■ WORK INSTRUCTIONS ■
Where the records below have a line with "layout", that line is to be copied.

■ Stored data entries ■

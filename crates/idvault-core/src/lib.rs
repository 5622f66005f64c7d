//! idvault-core: encrypted local identity store
//!
//! # Module layout
//! - `crypto`: Argon2id derivation, XChaCha20-Poly1305 sealing, Ed25519 keys
//! - `format`: on-disk header and record layout
//! - `session`: passphrase check and session key lifetime
//! - `store`: encrypted key-value store with autosave and atomic writes
//! - `identity`: identity records on top of an unlocked store
//! - `network`: pluggable network binding (local, JSON-RPC)
//! - `hooks`: `MODULE::NAME` event hooks
//! - `config`: vault configuration file and presets
//! - `paths`: platform data directory
//! - `error`: error types per layer

pub mod config;
pub mod crypto;
pub mod error;
pub mod format;
pub mod hooks;
pub mod identity;
pub mod network;
pub mod paths;
pub mod session;
pub mod store;

pub use config::VaultConfig;
pub use crypto::KdfParams;
pub use error::{AuthError, CryptoError, HookError, IdentityError, NetworkError, StoreError};
pub use identity::{CreateOptions, Identity, IdentityContext, IdentityId, IdentityUpdate};
pub use network::{
    IdentitySeed, LocalBinding, Network, NetworkBinding, NetworkConfig, NetworkHandle, RpcBinding,
};
pub use store::{Store, StoreOptions};
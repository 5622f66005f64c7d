use std::path::{Path, PathBuf};

use assert_cmd::Command;
use predicates::prelude::*;
use tempfile::{tempdir, TempDir};

/// Config with cheap key derivation so every invocation stays fast.
fn write_config(dir: &TempDir) -> PathBuf {
    write_config_with_autosave(dir, true)
}

fn write_config_with_autosave(dir: &TempDir, autosave: bool) -> PathBuf {
    let path = dir.path().join("idvault.json");
    let config = serde_json::json!({
        "autosave": autosave,
        "kdf": { "memory_kib": 1024, "time_cost": 1, "parallelism": 1 },
        "unlock_deadline_secs": 30
    });
    std::fs::write(&path, serde_json::to_vec(&config).unwrap()).unwrap();
    path
}

fn idvault(config: &Path, store: &Path, passphrase: &str) -> Command {
    let mut cmd = Command::cargo_bin("idvault").unwrap();
    cmd.arg("--config")
        .arg(config)
        .arg("--store")
        .arg(store)
        .env("IDVAULT_PASSPHRASE", passphrase)
        .env_remove("IDVAULT_NEW_PASSPHRASE")
        .env_remove("RUST_LOG");
    cmd
}

#[test]
fn set_then_get() {
    let dir = tempdir().unwrap();
    let config = write_config(&dir);
    let store = dir.path().join("nested").join("store.bin");

    idvault(&config, &store, "pw1")
        .args(["set", "id1", "alice"])
        .assert()
        .success();
    assert!(store.exists());

    idvault(&config, &store, "pw1")
        .args(["get", "id1"])
        .assert()
        .success()
        .stdout("alice\n");
}

#[test]
fn set_persists_with_autosave_disabled() {
    let dir = tempdir().unwrap();
    let config = write_config_with_autosave(&dir, false);
    let store = dir.path().join("store.bin");

    idvault(&config, &store, "pw1")
        .args(["set", "id1", "alice"])
        .assert()
        .success()
        .stderr(predicate::str::contains("discarded").not());
    idvault(&config, &store, "pw1")
        .args(["set", "id2", "bob"])
        .assert()
        .success();

    idvault(&config, &store, "pw1")
        .args(["get", "id1"])
        .assert()
        .success()
        .stdout("alice\n");
    idvault(&config, &store, "pw1")
        .args(["get", "id2"])
        .assert()
        .success()
        .stdout("bob\n");
}

#[test]
fn wrong_passphrase_exits_3() {
    let dir = tempdir().unwrap();
    let config = write_config(&dir);
    let store = dir.path().join("store.bin");

    idvault(&config, &store, "pw1")
        .args(["set", "id1", "alice"])
        .assert()
        .success();

    idvault(&config, &store, "wrong")
        .args(["get", "id1"])
        .assert()
        .code(3)
        .stderr(predicate::str::contains("error"));
}

#[test]
fn corrupt_store_exits_4() {
    let dir = tempdir().unwrap();
    let config = write_config(&dir);
    let store = dir.path().join("store.bin");
    std::fs::write(&store, b"definitely not a store").unwrap();

    idvault(&config, &store, "pw1")
        .arg("list")
        .assert()
        .code(4);
}

#[test]
fn missing_store_for_read_exits_4() {
    let dir = tempdir().unwrap();
    let config = write_config(&dir);
    let store = dir.path().join("absent.bin");

    idvault(&config, &store, "pw1")
        .args(["get", "id1"])
        .assert()
        .code(4)
        .stderr(predicate::str::contains("no store"));
    assert!(!store.exists());
}

#[test]
fn unreachable_network_exits_5_and_writes_nothing() {
    let dir = tempdir().unwrap();
    let config = write_config(&dir);
    let store = dir.path().join("store.bin");

    idvault(&config, &store, "pw1")
        .args([
            "create-identity",
            "--network",
            "testchain",
            "--endpoint",
            "http://127.0.0.1:1",
        ])
        .assert()
        .code(5);

    idvault(&config, &store, "pw1")
        .arg("list")
        .assert()
        .success()
        .stdout(predicate::str::contains("[]"));
}

#[test]
fn create_show_and_list_identity() {
    let dir = tempdir().unwrap();
    let config = write_config(&dir);
    let store = dir.path().join("store.bin");

    let output = idvault(&config, &store, "pw1")
        .args(["create-identity", "--username", "alice", "--network", "local"])
        .output()
        .unwrap();
    assert!(output.status.success());
    let created: serde_json::Value = serde_json::from_slice(&output.stdout).unwrap();
    assert_eq!(created["username"], "alice");
    assert_eq!(created["network_binding"]["network"], "local");
    assert!(created.get("secret_key").is_none());
    let id = created["id"].as_str().unwrap().to_string();

    idvault(&config, &store, "pw1")
        .args(["show", id.as_str()])
        .assert()
        .success()
        .stdout(predicate::str::contains(id.as_str()));

    let output = idvault(&config, &store, "pw1").arg("list").output().unwrap();
    let listed: serde_json::Value = serde_json::from_slice(&output.stdout).unwrap();
    assert_eq!(listed.as_array().unwrap().len(), 1);
}

#[test]
fn show_rejects_bad_id() {
    let dir = tempdir().unwrap();
    let config = write_config(&dir);
    let store = dir.path().join("store.bin");

    idvault(&config, &store, "pw1")
        .args(["set", "k", "v"])
        .assert()
        .success();
    idvault(&config, &store, "pw1")
        .args(["show", "not-a-uuid"])
        .assert()
        .code(1);
}

#[test]
fn passwd_rekeys_store() {
    let dir = tempdir().unwrap();
    let config = write_config(&dir);
    let store = dir.path().join("store.bin");

    idvault(&config, &store, "pw1")
        .args(["set", "id1", "alice"])
        .assert()
        .success();
    idvault(&config, &store, "pw1")
        .arg("passwd")
        .env("IDVAULT_NEW_PASSPHRASE", "pw2")
        .assert()
        .success();

    idvault(&config, &store, "pw1")
        .args(["get", "id1"])
        .assert()
        .code(3);
    idvault(&config, &store, "pw2")
        .args(["get", "id1"])
        .assert()
        .success()
        .stdout("alice\n");
}
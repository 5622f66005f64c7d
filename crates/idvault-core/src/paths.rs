use directories::ProjectDirs;
use std::path::PathBuf;

pub const APP_QUALIFIER: &str = "com";
pub const APP_ORG: &str = "idvault";
pub const APP_NAME: &str = "idvault";

pub const DATA_DIR_ENV: &str = "IDVAULT_DATA_DIR";
pub const STORE_FILE_NAME: &str = "datastore";

pub fn data_dir() -> anyhow::Result<PathBuf> {
    if let Ok(override_path) = std::env::var(DATA_DIR_ENV) {
        return Ok(PathBuf::from(override_path));
    }
    let dirs = ProjectDirs::from(APP_QUALIFIER, APP_ORG, APP_NAME)
        .ok_or_else(|| anyhow::anyhow!("cannot determine data directory"))?;
    Ok(dirs.data_dir().to_path_buf())
}

pub fn default_store_path() -> anyhow::Result<PathBuf> {
    Ok(data_dir()?.join(STORE_FILE_NAME))
}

■ SOLVED PROBLEM ■
//! # Module layout
//! - `format`: on-disk header and record layout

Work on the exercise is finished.